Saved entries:
Start of Block

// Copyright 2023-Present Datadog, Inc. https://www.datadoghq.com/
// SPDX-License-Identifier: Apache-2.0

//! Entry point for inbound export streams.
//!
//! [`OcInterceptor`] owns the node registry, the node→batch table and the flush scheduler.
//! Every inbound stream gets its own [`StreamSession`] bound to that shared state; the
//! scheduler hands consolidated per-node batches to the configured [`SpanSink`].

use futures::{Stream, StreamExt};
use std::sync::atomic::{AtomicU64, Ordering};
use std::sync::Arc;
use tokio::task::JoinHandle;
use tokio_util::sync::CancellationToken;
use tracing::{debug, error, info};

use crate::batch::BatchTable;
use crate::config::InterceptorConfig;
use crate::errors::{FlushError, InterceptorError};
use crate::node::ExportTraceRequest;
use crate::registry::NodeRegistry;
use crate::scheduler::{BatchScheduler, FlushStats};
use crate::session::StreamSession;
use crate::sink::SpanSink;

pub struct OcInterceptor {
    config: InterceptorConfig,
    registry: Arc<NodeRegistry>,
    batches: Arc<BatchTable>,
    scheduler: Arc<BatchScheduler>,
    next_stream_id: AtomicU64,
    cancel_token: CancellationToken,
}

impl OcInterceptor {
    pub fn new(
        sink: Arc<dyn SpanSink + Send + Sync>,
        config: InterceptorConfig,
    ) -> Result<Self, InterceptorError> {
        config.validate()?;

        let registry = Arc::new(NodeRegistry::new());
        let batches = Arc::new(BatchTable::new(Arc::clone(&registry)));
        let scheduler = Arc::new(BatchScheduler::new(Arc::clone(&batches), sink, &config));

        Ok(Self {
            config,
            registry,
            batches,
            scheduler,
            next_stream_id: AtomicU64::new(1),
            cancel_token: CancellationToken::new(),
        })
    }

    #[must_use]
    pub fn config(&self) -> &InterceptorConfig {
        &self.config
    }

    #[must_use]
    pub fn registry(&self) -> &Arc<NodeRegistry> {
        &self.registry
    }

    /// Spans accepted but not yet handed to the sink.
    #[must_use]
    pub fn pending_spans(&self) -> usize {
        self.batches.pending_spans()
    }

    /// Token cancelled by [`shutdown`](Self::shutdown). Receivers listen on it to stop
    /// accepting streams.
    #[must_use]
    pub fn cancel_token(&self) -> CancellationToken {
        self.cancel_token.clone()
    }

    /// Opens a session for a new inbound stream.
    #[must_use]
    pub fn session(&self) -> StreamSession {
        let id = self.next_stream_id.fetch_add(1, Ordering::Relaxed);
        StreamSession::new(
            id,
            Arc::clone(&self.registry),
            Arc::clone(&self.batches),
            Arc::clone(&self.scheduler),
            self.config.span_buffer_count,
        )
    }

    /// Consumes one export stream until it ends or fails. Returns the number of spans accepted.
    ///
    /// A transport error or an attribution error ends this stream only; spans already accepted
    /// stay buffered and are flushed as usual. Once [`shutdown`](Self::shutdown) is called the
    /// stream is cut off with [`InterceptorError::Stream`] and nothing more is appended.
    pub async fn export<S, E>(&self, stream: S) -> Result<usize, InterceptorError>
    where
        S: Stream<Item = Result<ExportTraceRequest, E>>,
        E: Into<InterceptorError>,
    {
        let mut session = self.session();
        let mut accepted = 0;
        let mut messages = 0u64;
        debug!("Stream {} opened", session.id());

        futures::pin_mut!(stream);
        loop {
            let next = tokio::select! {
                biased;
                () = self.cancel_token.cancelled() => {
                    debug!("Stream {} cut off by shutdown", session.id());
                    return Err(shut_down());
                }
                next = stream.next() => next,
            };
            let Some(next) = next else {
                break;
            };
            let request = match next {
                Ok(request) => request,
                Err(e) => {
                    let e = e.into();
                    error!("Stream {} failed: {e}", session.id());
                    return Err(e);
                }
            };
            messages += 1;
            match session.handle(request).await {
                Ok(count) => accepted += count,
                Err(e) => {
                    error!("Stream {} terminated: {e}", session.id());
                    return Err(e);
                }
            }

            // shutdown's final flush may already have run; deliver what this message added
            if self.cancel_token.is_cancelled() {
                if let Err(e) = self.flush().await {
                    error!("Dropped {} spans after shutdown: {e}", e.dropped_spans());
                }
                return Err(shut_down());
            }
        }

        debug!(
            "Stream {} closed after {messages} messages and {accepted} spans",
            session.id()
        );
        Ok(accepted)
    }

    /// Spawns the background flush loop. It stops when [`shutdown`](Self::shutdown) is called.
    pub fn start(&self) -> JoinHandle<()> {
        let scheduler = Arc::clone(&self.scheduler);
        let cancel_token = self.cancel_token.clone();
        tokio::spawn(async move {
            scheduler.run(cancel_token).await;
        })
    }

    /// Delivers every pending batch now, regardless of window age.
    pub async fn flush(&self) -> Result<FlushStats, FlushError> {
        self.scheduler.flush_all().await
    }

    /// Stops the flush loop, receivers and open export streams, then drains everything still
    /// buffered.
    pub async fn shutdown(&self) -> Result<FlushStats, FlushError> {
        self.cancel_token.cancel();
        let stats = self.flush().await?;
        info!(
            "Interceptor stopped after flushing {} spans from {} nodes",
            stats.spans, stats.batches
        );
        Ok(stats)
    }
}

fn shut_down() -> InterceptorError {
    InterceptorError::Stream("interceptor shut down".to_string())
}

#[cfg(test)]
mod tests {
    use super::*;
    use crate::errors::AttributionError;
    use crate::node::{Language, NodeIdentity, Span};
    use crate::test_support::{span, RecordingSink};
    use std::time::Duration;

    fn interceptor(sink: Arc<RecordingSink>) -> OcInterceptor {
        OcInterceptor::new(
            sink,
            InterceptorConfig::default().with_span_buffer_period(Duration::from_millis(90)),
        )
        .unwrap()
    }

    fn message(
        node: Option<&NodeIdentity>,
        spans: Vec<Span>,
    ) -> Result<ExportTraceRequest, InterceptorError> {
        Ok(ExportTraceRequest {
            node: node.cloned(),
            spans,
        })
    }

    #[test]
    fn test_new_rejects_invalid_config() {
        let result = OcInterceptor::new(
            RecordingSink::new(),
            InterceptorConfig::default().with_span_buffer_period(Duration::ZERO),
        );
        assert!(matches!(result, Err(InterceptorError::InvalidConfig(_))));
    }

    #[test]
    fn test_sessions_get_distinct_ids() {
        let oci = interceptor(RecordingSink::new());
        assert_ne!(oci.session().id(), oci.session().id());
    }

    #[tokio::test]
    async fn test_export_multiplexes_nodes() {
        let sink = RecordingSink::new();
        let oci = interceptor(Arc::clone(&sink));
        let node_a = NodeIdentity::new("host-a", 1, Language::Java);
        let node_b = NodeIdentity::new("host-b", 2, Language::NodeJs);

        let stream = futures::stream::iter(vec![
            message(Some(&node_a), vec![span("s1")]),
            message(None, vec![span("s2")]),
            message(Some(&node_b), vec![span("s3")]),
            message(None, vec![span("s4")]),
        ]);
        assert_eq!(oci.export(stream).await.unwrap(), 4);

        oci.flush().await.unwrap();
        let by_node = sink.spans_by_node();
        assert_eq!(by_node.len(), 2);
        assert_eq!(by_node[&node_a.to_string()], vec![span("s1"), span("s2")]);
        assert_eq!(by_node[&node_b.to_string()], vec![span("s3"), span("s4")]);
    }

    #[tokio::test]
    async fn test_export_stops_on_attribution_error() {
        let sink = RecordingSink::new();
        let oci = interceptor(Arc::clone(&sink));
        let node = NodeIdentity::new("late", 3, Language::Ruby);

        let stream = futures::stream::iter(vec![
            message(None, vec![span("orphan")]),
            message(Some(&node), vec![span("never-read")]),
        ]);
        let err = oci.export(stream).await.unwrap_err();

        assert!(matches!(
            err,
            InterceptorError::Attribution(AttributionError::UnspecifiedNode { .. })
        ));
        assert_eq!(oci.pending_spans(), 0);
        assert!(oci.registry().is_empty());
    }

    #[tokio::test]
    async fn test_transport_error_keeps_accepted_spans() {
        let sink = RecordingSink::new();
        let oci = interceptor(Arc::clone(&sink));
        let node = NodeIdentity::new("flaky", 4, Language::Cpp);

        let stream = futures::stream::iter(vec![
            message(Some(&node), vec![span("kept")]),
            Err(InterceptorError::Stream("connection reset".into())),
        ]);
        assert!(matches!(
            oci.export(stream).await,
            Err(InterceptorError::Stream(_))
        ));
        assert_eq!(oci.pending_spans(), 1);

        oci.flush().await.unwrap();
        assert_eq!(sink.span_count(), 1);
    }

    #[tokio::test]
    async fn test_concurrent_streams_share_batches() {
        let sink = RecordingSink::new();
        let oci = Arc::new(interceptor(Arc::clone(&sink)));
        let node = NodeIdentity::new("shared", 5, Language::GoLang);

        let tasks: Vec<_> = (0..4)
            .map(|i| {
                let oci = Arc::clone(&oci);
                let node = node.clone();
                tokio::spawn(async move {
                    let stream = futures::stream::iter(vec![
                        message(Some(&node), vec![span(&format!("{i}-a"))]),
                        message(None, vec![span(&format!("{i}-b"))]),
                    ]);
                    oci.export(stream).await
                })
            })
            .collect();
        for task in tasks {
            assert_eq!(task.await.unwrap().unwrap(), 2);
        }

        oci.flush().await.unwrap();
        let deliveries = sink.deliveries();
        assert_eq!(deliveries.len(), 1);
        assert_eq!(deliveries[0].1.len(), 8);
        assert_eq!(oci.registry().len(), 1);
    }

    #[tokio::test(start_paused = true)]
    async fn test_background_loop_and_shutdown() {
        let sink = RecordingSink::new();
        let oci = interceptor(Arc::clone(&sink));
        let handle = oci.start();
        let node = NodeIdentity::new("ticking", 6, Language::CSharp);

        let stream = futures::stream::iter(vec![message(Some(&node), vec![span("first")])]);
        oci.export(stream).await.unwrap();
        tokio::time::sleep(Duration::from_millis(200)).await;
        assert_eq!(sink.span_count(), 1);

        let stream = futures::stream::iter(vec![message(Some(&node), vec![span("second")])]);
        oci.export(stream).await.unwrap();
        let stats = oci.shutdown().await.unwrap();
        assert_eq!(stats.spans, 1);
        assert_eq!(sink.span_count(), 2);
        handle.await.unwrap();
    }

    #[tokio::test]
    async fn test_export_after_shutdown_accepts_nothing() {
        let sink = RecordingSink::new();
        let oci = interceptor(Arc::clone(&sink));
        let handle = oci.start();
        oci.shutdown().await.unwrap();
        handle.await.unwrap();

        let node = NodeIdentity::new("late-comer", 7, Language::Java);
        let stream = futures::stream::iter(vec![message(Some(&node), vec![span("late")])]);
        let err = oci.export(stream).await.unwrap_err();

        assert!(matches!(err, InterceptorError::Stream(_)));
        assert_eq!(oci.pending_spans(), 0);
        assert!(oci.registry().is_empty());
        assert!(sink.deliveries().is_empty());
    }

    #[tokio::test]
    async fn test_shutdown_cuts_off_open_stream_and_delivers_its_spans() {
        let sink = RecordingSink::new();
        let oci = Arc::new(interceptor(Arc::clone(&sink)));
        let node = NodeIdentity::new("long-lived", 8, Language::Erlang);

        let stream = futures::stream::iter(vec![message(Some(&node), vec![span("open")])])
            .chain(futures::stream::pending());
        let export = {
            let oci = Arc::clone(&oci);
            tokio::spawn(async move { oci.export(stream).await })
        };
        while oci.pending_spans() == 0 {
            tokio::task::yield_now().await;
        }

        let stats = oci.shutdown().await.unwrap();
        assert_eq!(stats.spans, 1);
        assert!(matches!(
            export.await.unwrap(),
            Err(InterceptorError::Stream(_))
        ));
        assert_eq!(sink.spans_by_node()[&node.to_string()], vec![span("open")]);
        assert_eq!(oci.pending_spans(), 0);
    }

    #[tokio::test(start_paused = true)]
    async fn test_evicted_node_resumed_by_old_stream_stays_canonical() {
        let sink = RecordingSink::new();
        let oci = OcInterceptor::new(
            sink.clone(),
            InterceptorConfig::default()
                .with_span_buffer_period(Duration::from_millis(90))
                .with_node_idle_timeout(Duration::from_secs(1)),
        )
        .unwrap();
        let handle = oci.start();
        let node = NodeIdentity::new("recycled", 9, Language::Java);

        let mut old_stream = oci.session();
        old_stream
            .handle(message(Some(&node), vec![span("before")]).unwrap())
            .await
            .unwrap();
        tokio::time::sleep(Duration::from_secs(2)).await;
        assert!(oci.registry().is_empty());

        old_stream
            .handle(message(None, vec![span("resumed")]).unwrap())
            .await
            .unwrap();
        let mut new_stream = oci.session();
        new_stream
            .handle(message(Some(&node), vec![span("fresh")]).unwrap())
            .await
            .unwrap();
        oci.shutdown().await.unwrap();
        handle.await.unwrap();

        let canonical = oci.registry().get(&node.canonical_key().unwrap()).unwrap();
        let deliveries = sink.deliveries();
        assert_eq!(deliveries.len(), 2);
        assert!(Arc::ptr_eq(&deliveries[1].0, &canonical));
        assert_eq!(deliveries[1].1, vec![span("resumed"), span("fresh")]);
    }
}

End of Block

* [Task instructions]
Quote every line of the records above, from the first down to the one holding "use crate::registry::NodeRegistry;", exactly as written.

* [Task output]
// Copyright 2023-Present Datadog, Inc. https://www.datadoghq.com/
// SPDX-License-Identifier: Apache-2.0

//! Entry point for inbound export streams.
//!
//! [`OcInterceptor`] owns the node registry, the node→batch table and the flush scheduler.
//! Every inbound stream gets its own [`StreamSession`] bound to that shared state; the
//! scheduler hands consolidated per-node batches to the configured [`SpanSink`].

use futures::{Stream, StreamExt};
use std::sync::atomic::{AtomicU64, Ordering};
use std::sync::Arc;
use tokio::task::JoinHandle;
use tokio_util::sync::CancellationToken;
use tracing::{debug, error, info};

use crate::batch::BatchTable;
use crate::config::InterceptorConfig;
use crate::errors::{FlushError, InterceptorError};
use crate::node::ExportTraceRequest;
use crate::registry::NodeRegistry;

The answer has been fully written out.